# L721



## rsicard (Aug 24, 2003)

New software version L721, what does the update contain or fix?


----------



## P Smith (Jul 25, 2002)

Check here https://rweb.dishnetwork.com/departmental_content/TechPortal/content/tech/softwarelist.asp when it went out.


----------



## satlover25 (Jan 3, 2006)

I have had L721 for a couple of weeks. Dish (DIRT-RayC & RaymondG) replaced a defective 622 for me; the 722 came with L721. Hopefully Dish was able to fix the issue I was having prior to pushing it out. A trouble ticket was created for the issue. It is/was a network/broadband issue.


----------



## FarmerBob (Nov 28, 2002)

P Smith said:


> Check here https://rweb.dishnetwork.com/departmental_content/TechPortal/content/tech/softwarelist.asp when it went out.


And this means what?


----------



## P Smith (Jul 25, 2002)

FarmerBob said:


> And this means what?


This mean:
- click on the URL
- find your box's model
- look at FW version
- read the date when it went out
- think what you will say next time

Do you really need such hints ?


----------



## FarmerBob (Nov 28, 2002)

P Smith said:


> This mean:
> - click on the URL
> - find your box's model
> - look at FW version
> ...


Wouldn't if you had answered the question. The question was what does it contain or fix? Not when did it go out.


----------



## P Smith (Jul 25, 2002)

You are a member here for same amount time as me - why I remember that fact: dish will not provide any info about the FW updates starting a couple years back, but you're pretending you don't know that ?


----------



## FarmerBob (Nov 28, 2002)

It's "your", not you and I'm not pretending anything. You did not originally answer the question. And Scott over at SatGuys always has blurbs on what the updates are about.


----------



## P Smith (Jul 25, 2002)

I did explain to you and others why no one can give the answer. Why you still beating me ?


----------



## satlover25 (Jan 3, 2006)

...peeks head in to see others responses...reads responses...grabs beer quickly hoping not to miss the next round. :box::new_popco


----------



## dishman1999 (Sep 26, 2011)

satlover25 said:


> ...peeks head in to see others responses...reads responses...grabs beer quickly hoping not to miss the next round. :box::new_popco


if it like mike tyson vs anyone I'm down 20.00 dollars for the PPV!


----------



## P Smith (Jul 25, 2002)

dishman1999 said:


> if it like mike tyson vs anyone I'm down 20.00 dollars for the PPV!


:backtotop


----------



## tymekeeper (Jan 11, 2008)

P Smith said:


> :backtotop


+ 1


----------



## P Smith (Jul 25, 2002)

Here is the answer to OP question: http://www.dishsupport.com/dish-network-software-release-notes/

*Close the tread.*


----------



## dishman1999 (Sep 26, 2011)

tymekeeper said:


> + 1


-10000


----------



## sliderbob (Aug 10, 2007)

Just received L7.21 a few days ago. I was hoping that this would FIX the problem of having a downloaded show available after the daily update, but it didn't. I had 2 shows downloaded yesterday. Checked to see if they were still there this morning...nope..no go! Major software bug the 722 has.


----------



## dishman1999 (Sep 26, 2011)

sliderbob said:


> Just received L7.21 a few days ago. I was hoping that this would FIX the problem of having a downloaded show available after the daily update, but it didn't. I had 2 shows downloaded yesterday. Checked to see if they were still there this morning...nope..no go! Major software bug the 722 has.

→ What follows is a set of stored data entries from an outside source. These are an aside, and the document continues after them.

//! Key bindings: maps crossterm key events to turn actions
//!
//! The game is turn-based, so every key press maps to at most one action
//! and nothing repeats while a key is held.

use crate::game::Action;
use crate::settings::Settings;
use crossterm::event::{KeyCode, KeyEvent, KeyEventKind, KeyModifiers};

/// What a key press means to the application
#[derive(Debug, Clone, Copy, PartialEq, Eq)]
pub enum Input {
    Action(Action),
    /// Ctrl+C, leave immediately
    Quit,
}

/// Key bindings configuration - supports multiple keys per action
#[derive(Debug, Clone)]
pub struct KeyBindings {
    pub left: Vec<KeyCode>,
    pub right: Vec<KeyCode>,
    pub up: Vec<KeyCode>,
    pub down: Vec<KeyCode>,
    pub confirm: Vec<KeyCode>,
    pub back: Vec<KeyCode>,
}

impl KeyBindings {
    /// Parse a key string into KeyCode
    pub fn parse_key(s: &str) -> Option<KeyCode> {
        let lower = s.to_lowercase();
        let code = match lower.as_str() {
            "left" => KeyCode::Left,
            "right" => KeyCode::Right,
            "up" => KeyCode::Up,
            "down" => KeyCode::Down,
            "space" => KeyCode::Char(' '),
            "enter" | "return" => KeyCode::Enter,
            "tab" => KeyCode::Tab,
            "backspace" => KeyCode::Backspace,
            "esc" | "escape" => KeyCode::Esc,
            _ => {
                let mut chars = lower.chars();
                match (chars.next(), chars.next()) {
                    (Some(c), None) => KeyCode::Char(c),
                    _ => return None,
                }
            }
        };
        Some(code)
    }

    /// Parse a list of key strings into KeyCodes, skipping unknown names
    fn parse_keys(keys: &[String]) -> Vec<KeyCode> {
        keys.iter().filter_map(|s| Self::parse_key(s)).collect()
    }

    /// Create keybindings from settings
    pub fn from_settings(settings: &Settings) -> Self {
        Self {
            left: Self::parse_keys(&settings.keys.left),
            right: Self::parse_keys(&settings.keys.right),
            up: Self::parse_keys(&settings.keys.up),
            down: Self::parse_keys(&settings.keys.down),
            confirm: Self::parse_keys(&settings.keys.confirm),
            back: Self::parse_keys(&settings.keys.back),
        }
    }

    /// Look up the action bound to a key
    pub fn action_for(&self, code: KeyCode) -> Option<Action> {
        let table = [
            (&self.left, Action::Left),
            (&self.right, Action::Right),
            (&self.up, Action::Up),
            (&self.down, Action::Down),
            (&self.confirm, Action::Confirm),
            (&self.back, Action::Back),
        ];
        table
            .into_iter()
            .find(|(keys, _)| keys.contains(&code))
            .map(|(_, action)| action)
    }
}

impl Default for KeyBindings {
    fn default() -> Self {
        Self::from_settings(&Settings::default())
    }
}

/// Translates raw key events using the configured bindings
#[derive(Debug, Clone, Default)]
pub struct InputHandler {
    bindings: KeyBindings,
}

impl InputHandler {
    /// Create input handler from settings
    pub fn from_settings(settings: &Settings) -> Self {
        Self {
            bindings: KeyBindings::from_settings(settings),
        }
    }

    /// Handle a key press event
    pub fn key_down(&self, key: KeyEvent) -> Option<Input> {
        if key.kind == KeyEventKind::Release {
            return None;
        }

        // Handle Ctrl+C for quit
        if key.modifiers.contains(KeyModifiers::CONTROL) && key.code == KeyCode::Char('c') {
            return Some(Input::Quit);
        }

        self.bindings
            .action_for(normalize_key(key.code))
            .map(Input::Action)
    }
}

/// Normalize key codes for consistent handling
fn normalize_key(code: KeyCode) -> KeyCode {
    match code {
        KeyCode::Char(c) => KeyCode::Char(c.to_ascii_lowercase()),
        other => other,
    }
}

#[cfg(test)]
mod tests {
    use super::*;

    fn press(code: KeyCode) -> KeyEvent {
        KeyEvent::new(code, KeyModifiers::NONE)
    }

    #[test]
    fn test_parse_key_names() {
        assert_eq!(KeyBindings::parse_key("Left"), Some(KeyCode::Left));
        assert_eq!(KeyBindings::parse_key("SPACE"), Some(KeyCode::Char(' ')));
        assert_eq!(KeyBindings::parse_key("Q"), Some(KeyCode::Char('q')));
        assert_eq!(KeyBindings::parse_key("F13"), None);
    }

    #[test]
    fn test_default_bindings() {
        let input = InputHandler::default();
        assert_eq!(
            input.key_down(press(KeyCode::Enter)),
            Some(Input::Action(Action::Confirm))
        );
        assert_eq!(
            input.key_down(press(KeyCode::Char('A'))),
            Some(Input::Action(Action::Left))
        );
        assert_eq!(
            input.key_down(press(KeyCode::Esc)),
            Some(Input::Action(Action::Back))
        );
        assert_eq!(input.key_down(press(KeyCode::Char('z'))), None);
    }

    #[test]
    fn test_ctrl_c_quits() {
        let input = InputHandler::default();
        let key = KeyEvent::new(KeyCode::Char('c'), KeyModifiers::CONTROL);
        assert_eq!(input.key_down(key), Some(Input::Quit));
    }

    #[test]
    fn test_custom_bindings() {
        let mut settings = Settings::default();
        settings.keys.confirm = vec!["x".to_string()];
        let input = InputHandler::from_settings(&settings);
        assert_eq!(
            input.key_down(press(KeyCode::Char('x'))),
            Some(Input::Action(Action::Confirm))
        );
        assert_eq!(input.key_down(press(KeyCode::Enter)), None);
    }
}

I'm having audio issue now.


----------



## P Smith (Jul 25, 2002)

Man, why all your posts out of base ? Why do quote a post while your typing is not related to it ?


----------



## dishman1999 (Sep 26, 2011)

P Smith said:


> Man, why all your posts out of base ? Why do quote a post while your typing is not related to it ?


because i'm having audio issue and it might be with the software!


----------



## Grampa67 (Mar 14, 2005)

dishman1999 said:


> because i'm having audio issue and it might be with the software!

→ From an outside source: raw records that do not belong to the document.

//! Main menu system with settings configuration

use crate::mode::GameMode;
use crate::settings::{MAX_BASE_QUANTITY, Settings};

/// Menu screens
#[derive(Debug, Clone, Copy, PartialEq, Eq)]
pub enum MenuScreen {
    Main,
    Settings,
    SettingsKeys,
    SettingsVisual,
    SettingsGameplay,
}

/// Menu state
#[derive(Debug, Clone)]
pub struct Menu {
    pub screen: MenuScreen,
    pub selected: usize,
    pub items: Vec<MenuItem>,
    /// For key rebinding: which action is waiting for input
    pub rebinding: Option<usize>,
}

#[derive(Debug, Clone)]
pub struct MenuItem {
    pub label: String,
    pub item_type: MenuItemType,
}

#[derive(Debug, Clone)]
pub enum MenuItemType {
    /// Simple button that triggers an action
    Button(MenuAction),
    /// Toggle boolean setting
    Toggle { key: SettingKey, value: bool },
    /// Cycle through options
    Cycle {
        key: SettingKey,
        options: Vec<String>,
        current: usize,
    },
    /// Numeric value with increment/decrement
    Number {
        key: SettingKey,
        value: u32,
        min: u32,
        max: u32,
        step: u32,
    },
    /// Key binding (shows current keys, can rebind)
    KeyBind { action: String, keys: Vec<String> },
}

#[derive(Debug, Clone, PartialEq, Eq)]
pub enum MenuAction {
    StartGame(GameMode),
    GoToScreen(MenuScreen),
    Back,
    Quit,
}

/// Setting keys for identifying which setting to modify
#[derive(Debug, Clone, Copy, PartialEq, Eq)]
pub enum SettingKey {
    ShowPreview,
    BlockStyle,
    BaseQuantity,
}

fn button(label: &str, action: MenuAction) -> MenuItem {
    MenuItem {
        label: label.to_string(),
        item_type: MenuItemType::Button(action),
    }
}

fn key_bind(label: &str, action: &str, keys: &[String]) -> MenuItem {
    MenuItem {
        label: label.to_string(),
        item_type: MenuItemType::KeyBind {
            action: action.to_string(),
            keys: keys.to_vec(),
        },
    }
}

impl Menu {
    pub fn new() -> Self {
        Self::main_menu()
    }

    fn with_items(screen: MenuScreen, items: Vec<MenuItem>) -> Self {
        Self {
            screen,
            selected: 0,
            rebinding: None,
            items,
        }
    }

    pub fn main_menu() -> Self {
        let mut items: Vec<MenuItem> = GameMode::all()
            .iter()
            .map(|&mode| button(mode.name(), MenuAction::StartGame(mode)))
            .collect();
        items.push(button("Settings", MenuAction::GoToScreen(MenuScreen::Settings)));
        items.push(button("Quit", MenuAction::Quit));
        Self::with_items(MenuScreen::Main, items)
    }

    pub fn settings_menu() -> Self {
        Self::with_items(
            MenuScreen::Settings,
            vec![
                button("Key Bindings", MenuAction::GoToScreen(MenuScreen::SettingsKeys)),
                button("Visual", MenuAction::GoToScreen(MenuScreen::SettingsVisual)),
                button("Gameplay", MenuAction::GoToScreen(MenuScreen::SettingsGameplay)),
                button("Back", MenuAction::Back),
            ],
        )
    }

    pub fn settings_keys(settings: &Settings) -> Self {
        let keys = &settings.keys;
        Self::with_items(
            MenuScreen::SettingsKeys,
            vec![
                key_bind("Left", "left", &keys.left),
                key_bind("Right", "right", &keys.right),
                key_bind("Up", "up", &keys.up),
                key_bind("Down", "down", &keys.down),
                key_bind("Confirm", "confirm", &keys.confirm),
                key_bind("Back", "back", &keys.back),
                button("Done", MenuAction::Back),
            ],
        )
    }

    pub fn settings_visual(settings: &Settings) -> Self {
        let block_styles = vec!["solid".to_string(), "bracket".to_string(), "round".to_string()];
        let current_style = block_styles
            .iter()
            .position(|s| s == &settings.visual.block_style)
            .unwrap_or(0);

        Self::with_items(
            MenuScreen::SettingsVisual,
            vec![
                MenuItem {
                    label: "Landing Preview".to_string(),
                    item_type: MenuItemType::Toggle {
                        key: SettingKey::ShowPreview,
                        value: settings.visual.show_preview,
                    },
                },
                MenuItem {
                    label: "Block Style".to_string(),
                    item_type: MenuItemType::Cycle {
                        key: SettingKey::BlockStyle,
                        options: block_styles,
                        current: current_style,
                    },
                },
                button("Back", MenuAction::Back),
            ],
        )
    }

    pub fn settings_gameplay(settings: &Settings) -> Self {
        Self::with_items(
            MenuScreen::SettingsGameplay,
            vec![
                MenuItem {
                    label: "Pieces per Kind".to_string(),
                    item_type: MenuItemType::Number {
                        key: SettingKey::BaseQuantity,
                        value: settings.gameplay.base_quantity,
                        min: 1,
                        max: MAX_BASE_QUANTITY,
                        step: 1,
                    },
                },
                button("Back", MenuAction::Back),
            ],
        )
    }

    pub fn move_up(&mut self) {
        if self.rebinding.is_some() {
            return; // Don't move while rebinding
        }
        if self.selected > 0 {
            self.selected -= 1;
        } else {
            self.selected = self.items.len().saturating_sub(1);
        }
    }

    pub fn move_down(&mut self) {
        if self.rebinding.is_some() {
            return;
        }
        if self.selected + 1 < self.items.len() {
            self.selected += 1;
        } else {
            self.selected = 0;
        }
    }

    /// Handle left/right for cycling options and numbers
    pub fn adjust_left(&mut self, settings: &mut Settings) {
        self.adjust(settings, false);
    }

    pub fn adjust_right(&mut self, settings: &mut Settings) {
        self.adjust(settings, true);
    }

    fn adjust(&mut self, settings: &mut Settings, forward: bool) {
        if self.rebinding.is_some() {
            return;
        }
        let Some(item) = self.items.get_mut(self.selected) else {
            return;
        };
        match &mut item.item_type {
            MenuItemType::Toggle { key, value } => {
                *value = !*value;
                apply_setting(settings, *key, &SettingValue::Bool(*value));
            }
            MenuItemType::Cycle {
                key,
                options,
                current,
            } => {
                let len = options.len();
                *current = if forward {
                    (*current + 1) % len
                } else {
                    (*current + len - 1) % len
                };
                apply_setting(settings, *key, &SettingValue::String(options[*current].clone()));
            }
            MenuItemType::Number {
                key,
                value,
                min,
                max,
                step,
            } => {
                *value = if forward {
                    value.saturating_add(*step).min(*max)
                } else {
                    value.saturating_sub(*step).max(*min)
                };
                apply_setting(settings, *key, &SettingValue::Number(*value));
            }
            _ => {}
        }
    }

    /// Get the action for the current selection (for Button types)
    pub fn select(&self) -> Option<&MenuAction> {
        if self.rebinding.is_some() {
            return None;
        }
        match self.items.get(self.selected).map(|item| &item.item_type) {
            Some(MenuItemType::Button(action)) => Some(action),
            _ => None,
        }
    }

    pub fn on_key_bind(&self) -> bool {
        self.items
            .get(self.selected)
            .is_some_and(|item| matches!(item.item_type, MenuItemType::KeyBind { .. }))
    }

    /// Start rebinding a key
    pub fn start_rebind(&mut self) {
        if self.on_key_bind() {
            self.rebinding = Some(self.selected);
        }
    }

    /// Cancel rebinding
    pub fn cancel_rebind(&mut self) {
        self.rebinding = None;
    }

    /// Add a key to the current rebinding action (stays in rebind mode)
    pub fn add_key(&mut self, key_str: String, settings: &mut Settings) {
        if let Some(MenuItemType::KeyBind { action, keys }) = self.rebinding_item() {
            if !keys.contains(&key_str) {
                keys.push(key_str);
                update_key_binding(settings, action, keys.clone());
            }
        }
    }

    /// Clear keys for current rebinding action and set new key
    pub fn set_key(&mut self, key_str: String, settings: &mut Settings) {
        if let Some(MenuItemType::KeyBind { action, keys }) = self.rebinding_item() {
            keys.clear();
            keys.push(key_str);
            update_key_binding(settings, action, keys.clone());
        }
        self.rebinding = None;
    }

    /// Remove the keys bound to the selected action
    ///
    /// Confirm and back keep their first key, a game cannot be played or
    /// left without them.
    pub fn clear_keys(&mut self, settings: &mut Settings) {
        if let Some(item) = self.items.get_mut(self.selected) {
            if let MenuItemType::KeyBind { action, keys } = &mut item.item_type {
                let keep = if REQUIRED_ACTIONS.contains(&action.as_str()) { 1 } else { 0 };
                keys.truncate(keep);
                update_key_binding(settings, action, keys.clone());
            }
        }
    }

    fn rebinding_item(&mut self) -> Option<&mut MenuItemType> {
        let idx = self.rebinding?;
        self.items.get_mut(idx).map(|item| &mut item.item_type)
    }

    /// Finish adding keys and exit rebind mode
    pub fn finish_rebind(&mut self) {
        self.rebinding = None;
    }

    pub fn go_to(&mut self, screen: MenuScreen, settings: &Settings) {
        *self = match screen {
            MenuScreen::Main => Self::main_menu(),
            MenuScreen::Settings => Self::settings_menu(),
            MenuScreen::SettingsKeys => Self::settings_keys(settings),
            MenuScreen::SettingsVisual => Self::settings_visual(settings),
            MenuScreen::SettingsGameplay => Self::settings_gameplay(settings),
        };
    }

    /// Go back to previous screen
    pub fn go_back(&mut self, settings: &Settings) {
        let prev = match self.screen {
            MenuScreen::Main | MenuScreen::Settings => MenuScreen::Main,
            MenuScreen::SettingsKeys | MenuScreen::SettingsVisual | MenuScreen::SettingsGameplay => {
                MenuScreen::Settings
            }
        };
        self.go_to(prev, settings);
    }
}

impl Default for Menu {
    fn default() -> Self {
        Self::new()
    }
}

/// Helper enum for setting values
enum SettingValue {
    Bool(bool),
    String(String),
    Number(u32),
}

/// Apply a setting change to the Settings struct
fn apply_setting(settings: &mut Settings, key: SettingKey, value: &SettingValue) {
    match (key, value) {
        (SettingKey::ShowPreview, SettingValue::Bool(v)) => {
            settings.visual.show_preview = *v;
        }
        (SettingKey::BlockStyle, SettingValue::String(v)) => {
            settings.visual.block_style = v.clone();
        }
        (SettingKey::BaseQuantity, SettingValue::Number(v)) => {
            settings.gameplay.base_quantity = *v;
        }
        _ => {}
    }
}

/// Update a key binding in settings
/// Actions that must always have a key
const REQUIRED_ACTIONS: [&str; 2] = ["confirm", "back"];

fn update_key_binding(settings: &mut Settings, action: &str, keys: Vec<String>) {
    match action {
        "left" => settings.keys.left = keys,
        "right" => settings.keys.right = keys,
        "up" => settings.keys.up = keys,
        "down" => settings.keys.down = keys,
        "confirm" => settings.keys.confirm = keys,
        "back" => settings.keys.back = keys,
        _ => {}
    }
}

I lose my audio several times at night for two or three seconds. 
I am also having trouble with closed captions. If I watch Dexter live, the captions work. If I watch a recording of Dexter, I have no captions. other showtime programs work ok.


----------



## FarmerBob (Nov 28, 2002)

It took my 722 5 tries to get the update. It kept telling me that it was 1/3 done and then rebooting itself at that point and starting over. It was only after I shut it off for an hour that it finally got it.

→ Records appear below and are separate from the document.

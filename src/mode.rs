//! Game modes: Single player, Two players, Player vs COM

/// Available game modes
#[derive(Debug, Clone, Copy, PartialEq, Eq, Default)]
pub enum GameMode {
    #[default]
    Single, // Empty the pool without topping out
    TwoPlayer, // Hot seat, alternating turns
    VersusCom, // Player two is driven by the computer
}

impl GameMode {
    pub fn name(&self) -> &'static str {
        match self {
            GameMode::Single => "Single Player",
            GameMode::TwoPlayer => "Two Players",
            GameMode::VersusCom => "Player vs COM",
        }
    }

    pub fn description(&self) -> &'static str {
        match self {
            GameMode::Single => "Place every piece of the pool without reaching the top",
            GameMode::TwoPlayer => "Share one pool, take turns, outscore your rival",
            GameMode::VersusCom => "Share one pool with a computer opponent",
        }
    }

    /// Two fields sharing a doubled pool
    pub fn is_multiplayer(&self) -> bool {
        !matches!(self, GameMode::Single)
    }

    /// Player two moves on its own
    pub fn has_computer(&self) -> bool {
        matches!(self, GameMode::VersusCom)
    }

    pub fn player_count(&self) -> usize {
        if self.is_multiplayer() { 2 } else { 1 }
    }

    pub fn all() -> &'static [GameMode] {
        &[GameMode::Single, GameMode::TwoPlayer, GameMode::VersusCom]
    }
}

But the next morning when it went to do the daily update, it locked up at the "is it OK that I do this window". Had to unplug it to get the machine back. Then I discovered all my favorites were there in category name/title in the favorites set up window, but the channels were all gone. Had to redo all of those. Then last night I wanted to move some stuff to my EHD and got the 866 error that the drive was allotted to another machine and that they could not be swapped. First, I thought you could swap within an account and second, looks something else is broken with L721.

*UPDATE:*
The EHD issue was fixed by a "hit" sent from "a" DIRTeam Member.


----------



## dishman1999 (Sep 26, 2011)

thanks guys I'm not the only one with these Issues


----------